Being more sensitive as I get healthier.

I just cried because my manager told me not to send my proposed catering menus to someone that asked us to order food for a training because she "expects us to take care of it". This was a normal and totally okay statement to make. However, it was a trigger for my PTSD. I am writing it out to work through it and acknowledge that as I get healthier, my raw emotions will surface more, it's going to be scary, but it's showing that I'm ready to work through things more.

Replies

  • Hollyaw24
    Hollyaw24 Posts: 26 Member
    It sounds like you are getting stronger and more prepared to handle more of your life. I don't have great advice for you, but you sound like you have great insight.
  • flying_inside
    flying_inside Posts: 67 Member
    Thanks, Holly. I appreciate it. Also, yeah, was definitely me just vocalizing where I was. My only issue w/the way I handle things, is wanting to sum it up quickly. Getting there! :)
  • A lyric that roams my brain and surfaces every so often is a from Marvin Gaye's song, "Let's Get It On." He starts the song with, "We are all sensitive people..."

    As I become healthier psychically, I find that my sensitivity is comes to the fore. To me this signals a need to care of myself more and to allow myself the space to feel and be compassionate with myself. It also means that I have to learn to detach as well.

    I can only speak of my experience, but I wanted to identify with you that indeed, the more I come out of my psychic illness, the more sensitive I feel.
  • lorro
    lorro Posts: 917 Member
    I think if feelings have been overwhelming at times, it's natural to avoid them. But then often they come back stronger, unconnected with any specific trigger, reinforcing the need to avoid them. Once you start breaking out of this pattern and noticing how you are feeling in response to events and people around you, the degree of response can be very strong and scary. It is important progress though. It sounds as though already you are gaining the insight and ability to detatch that will help you get the perpective you need.

    There's a great acronym that sometimes helps:
    AWARE

    Accept the feeling,
    Watch the feeling,
    Act the opposite to the feeling,
    Repeat the above,
    Empathy for own distress
  • flying_inside
    flying_inside Posts: 67 Member
    :) I like that a lot, thank you, lorro!
  • flying_inside
    flying_inside Posts: 67 Member
    As I become healthier psychically, I find that my sensitivity is comes to the fore. To me this signals a need to care of myself more and to allow myself the space to feel and be compassionate with myself. It also means that I have to learn to detach as well.

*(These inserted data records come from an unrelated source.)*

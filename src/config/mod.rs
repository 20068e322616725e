//! Configuration for Farmhand.
//!
//! Settings are loaded with priority: env var > TOML file > default.
//! Secrets (account tokens, webhook URL) come from the environment only,
//! typically via `./.env` or `~/.farmhand/.env` (loaded with dotenvy early
//! in startup).

mod accounts;
mod channels;
pub(crate) mod helpers;
mod timing;

use std::path::Path;
use std::sync::Arc;

use crate::account::CommissionRates;
use crate::error::ConfigError;
use crate::executor::RetryPolicy;
use crate::session::SessionSettings;
use crate::settings::Settings;

pub use self::accounts::AccountsConfig;
pub use self::channels::{ChannelConfig, RelayConfig, ReportConfig};
pub use self::timing::TimingConfig;

/// Resolved configuration, loaded once and immutable afterwards.
#[derive(Debug, Clone)]
pub struct Config {
    pub accounts: AccountsConfig,
    pub channel: ChannelConfig,
    pub relay: RelayConfig,
    pub report: ReportConfig,
    pub timing: TimingConfig,
    pub retry: RetryPolicy,
    pub rates: CommissionRates,
}

impl Config {
    /// Load from env with an optional TOML config file overlay.
    ///
    /// Loads both `./.env` (standard, higher priority) and
    /// `~/.farmhand/.env` (lower priority) via dotenvy, which never
    /// overwrites existing vars.
    pub fn from_env_with_toml(toml_path: Option<&Path>) -> Result<Self, ConfigError> {
        let _ = dotenvy::dotenv();
        crate::bootstrap::load_farmhand_env();

        let mut settings = Settings::default();
        Self::apply_toml_overlay(&mut settings, toml_path)?;

        Self::build(&settings)
    }

    /// Load a TOML config file over `settings`.
    ///
    /// If `explicit_path` is `Some`, loads from that path (errors are fatal).
    /// If `None`, tries the default path `~/.farmhand/config.toml` (missing
    /// file is silently ignored).
    fn apply_toml_overlay(
        settings: &mut Settings,
        explicit_path: Option<&Path>,
    ) -> Result<(), ConfigError> {
        let path = explicit_path
            .map(Path::to_path_buf)
            .unwrap_or_else(Settings::default_toml_path);

        match Settings::load_toml(&path) {
            Ok(Some(toml_settings)) => {
                *settings = toml_settings;
                tracing::debug!("Loaded TOML config from {}", path.display());
            }
            Ok(None) => {
                if explicit_path.is_some() {
                    return Err(ConfigError::ParseError(format!(
                        "Config file not found: {}",
                        path.display()
                    )));
                }
            }
            Err(e) => {
                if explicit_path.is_some() {
                    return Err(ConfigError::ParseError(format!(
                        "Failed to load config file {}: {}",
                        path.display(),
                        e
                    )));
                }
                tracing::warn!("Failed to load default config file: {}", e);
            }
        }
        Ok(())
    }

    /// Resolve every section from env vars over `settings`.
    pub fn build(settings: &Settings) -> Result<Self, ConfigError> {
        let accounts = AccountsConfig::resolve()?;
        let channel = ChannelConfig::resolve(settings)?;
        if accounts.has_commission_accounts() && channel.beneficiary_id.is_none() {
            return Err(ConfigError::MissingRequired {
                key: "COMMISSION_USER_ID".to_string(),
                hint: "Commission accounts are configured but no recipient is set".to_string(),
            });
        }

        Ok(Self {
            accounts,
            channel,
            relay: RelayConfig::resolve(settings)?,
            report: ReportConfig::resolve()?,
            timing: TimingConfig::resolve(settings)?,
            retry: timing::resolve_retry(settings)?,
            rates: timing::resolve_rates(settings)?,
        })
    }

    /// Settings shared by every session of a run.
    pub fn session_settings(&self) -> Arc<SessionSettings> {
        Arc::new(SessionSettings {
            settle_delay: self.timing.settle_delay,
            work_reply_timeout: self.timing.work_reply_timeout,
            collect_reply_timeout: self.timing.collect_reply_timeout,
            account_budget: self.timing.account_budget,
            history_limit: self.timing.history_limit,
            beneficiary: self.channel.beneficiary_id.clone(),
            service_author: self.channel.service_bot_id.clone(),
            rates: self.rates,
        })
    }
}

/// Serializes tests that mutate process env vars.
#[cfg(test)]
pub(crate) static ENV_MUTEX: std::sync::Mutex<()> = std::sync::Mutex::new(());

#[cfg(test)]
mod tests {
    use std::time::Duration;

    use super::*;
    use crate::account::Tier;

    const KEYS: [&str; 14] = [
        "MASTER_TOKENS",
        "MASTER_TOKEN",
        "TIER_A_TOKENS",
        "TOKEN_5K",
        "TIER_B_TOKENS",
        "TOKEN_15K",
        "TIER_C_TOKENS",
        "TOKEN_30K",
        "CHANNEL_ID",
        "COMMISSION_USER_ID",
        "SERVICE_BOT_ID",
        "RELAY_URL",
        "WEBHOOK_URL",
        "SETTLE_DELAY_MS",
    ];

    fn clear_config_env() {
        // SAFETY: Guarded by ENV_MUTEX in tests.
        unsafe {
            for key in KEYS {
                std::env::remove_var(key);
            }
        }
    }

    #[test]
    fn build_resolves_accounts_and_session_settings() {
        let _guard = ENV_MUTEX.lock().expect("env mutex poisoned");
        clear_config_env();

        // SAFETY: Guarded by ENV_MUTEX in tests.
        unsafe {
            std::env::set_var("MASTER_TOKEN", "m1");
            std::env::set_var("TOKEN_5K", "a1,a2");
            std::env::set_var("CHANNEL_ID", "chan");
            std::env::set_var("COMMISSION_USER_ID", "boss");
            std::env::set_var("SERVICE_BOT_ID", "bot");
            std::env::set_var("SETTLE_DELAY_MS", "250");
        }

        let config = Config::build(&Settings::default()).expect("config build");
        assert_eq!(config.accounts.count(Tier::Master), 1);
        assert_eq!(config.accounts.count(Tier::TierA), 2);
        assert!(config.report.webhook_url.is_none());

        let session = config.session_settings();
        assert_eq!(session.settle_delay, Duration::from_millis(250));
        assert_eq!(session.beneficiary.as_deref(), Some("boss"));
        assert_eq!(session.service_author.as_deref(), Some("bot"));

        clear_config_env();
    }

    #[test]
    fn commission_accounts_need_a_recipient() {
        let _guard = ENV_MUTEX.lock().expect("env mutex poisoned");
        clear_config_env();

        // SAFETY: Guarded by ENV_MUTEX in tests.
        unsafe {
            std::env::set_var("TIER_C_TOKENS", "c1");
            std::env::set_var("CHANNEL_ID", "chan");
        }
        match Config::build(&Settings::default()).unwrap_err() {
            ConfigError::MissingRequired { key, .. } => assert_eq!(key, "COMMISSION_USER_ID"),
            other => panic!("unexpected error: {other}"),
        }

        // Master-only runs need no recipient.
        // SAFETY: Guarded by ENV_MUTEX in tests.
        unsafe {
            std::env::remove_var("TIER_C_TOKENS");
            std::env::set_var("MASTER_TOKENS", "m1");
        }
        assert!(Config::build(&Settings::default()).is_ok());

        clear_config_env();
    }

    #[test]
    fn no_tokens_is_a_config_error() {
        let _guard = ENV_MUTEX.lock().expect("env mutex poisoned");
        clear_config_env();

        assert!(matches!(
            Config::build(&Settings::default()),
            Err(ConfigError::NoCredentials)
        ));
    }

    #[test]
    fn explicit_missing_toml_is_fatal() {
        let dir = tempfile::tempdir().unwrap();
        let mut settings = Settings::default();
        let missing = dir.path().join("missing.toml");
        assert!(matches!(
            Config::apply_toml_overlay(&mut settings, Some(&missing)),
            Err(ConfigError::ParseError(_))
        ));

        let present = dir.path().join("config.toml");
        std::fs::write(&present, "channel_id = \"c\"\n").unwrap();
        Config::apply_toml_overlay(&mut settings, Some(&present)).unwrap();
        assert_eq!(settings.channel_id.as_deref(), Some("c"));
    }
}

    Thanks for this. I recently had to admit just how in-my-head I was and learning to forgive myself for being that way. The comfort that *everyone* has sensitivities is very strong and wonderful, but it can cause a lot of confusion & distress. Slooooowly moving forward.
  • returntorural
    returntorural Posts: 339 Member
    This has been a helpful thread to me.

    As I've dealt more honestly with my feelings and needs I've become more tearful. I cry when I am anxious mostly. I look perfectly calm on the outside but there are tears rolling down my face. It's happened at work (I lost that job), at doctor's appointments, for no reason. I've been learning to try to be more compassionate with myself about it and understand that after years of stifling feelings, it's ok to express them (appropriately).
  • lorro
    lorro Posts: 917 Member
    You're welcome :flowerforyou:

    rural keep with it, you won't regret it.

    The need to stifle feelings is closely linked to distress intolerance. Here's a link to a really good self help course designed to increase distress tolerance skills:
    http://www.cci.health.wa.gov.au/resources/infopax.cfm?Info_ID=54
  • Wow, if this is true, maybe there is hope for me. I have switched medications and ever since I have been completely off the other medicine (Prozac and Cymbalta). I cry for hours and hours every day. It is very out of control and I am really scared. I cry every morning when I get up for about three hours, cry every night, and have lost interest in all my old activities of reading, TV programs, movies, painting, talking to my husband. But there is no rage in there and no (or not much) desire to self injure. I just cry until I throw up. I am thinking I will have to quit my job.
  • returntorural
    returntorural Posts: 339 Member
    Thank you for the encouragement, lorro.

    Currie, please don't give up. Perhaps you should go back and speak with your health care provider to tell them that whatever you're on now isn't working. I was in a similar situation and it took a lot of courage to talk to my doctor about it. Just be honest with your doctor about the crying and s/he will try to help you.
  • lorro
    lorro Posts: 917 Member
    Hi Currie, I agree with rural this sounds worsening depression, something your Doctor should be monitoring to make sure the new meds start to work soon.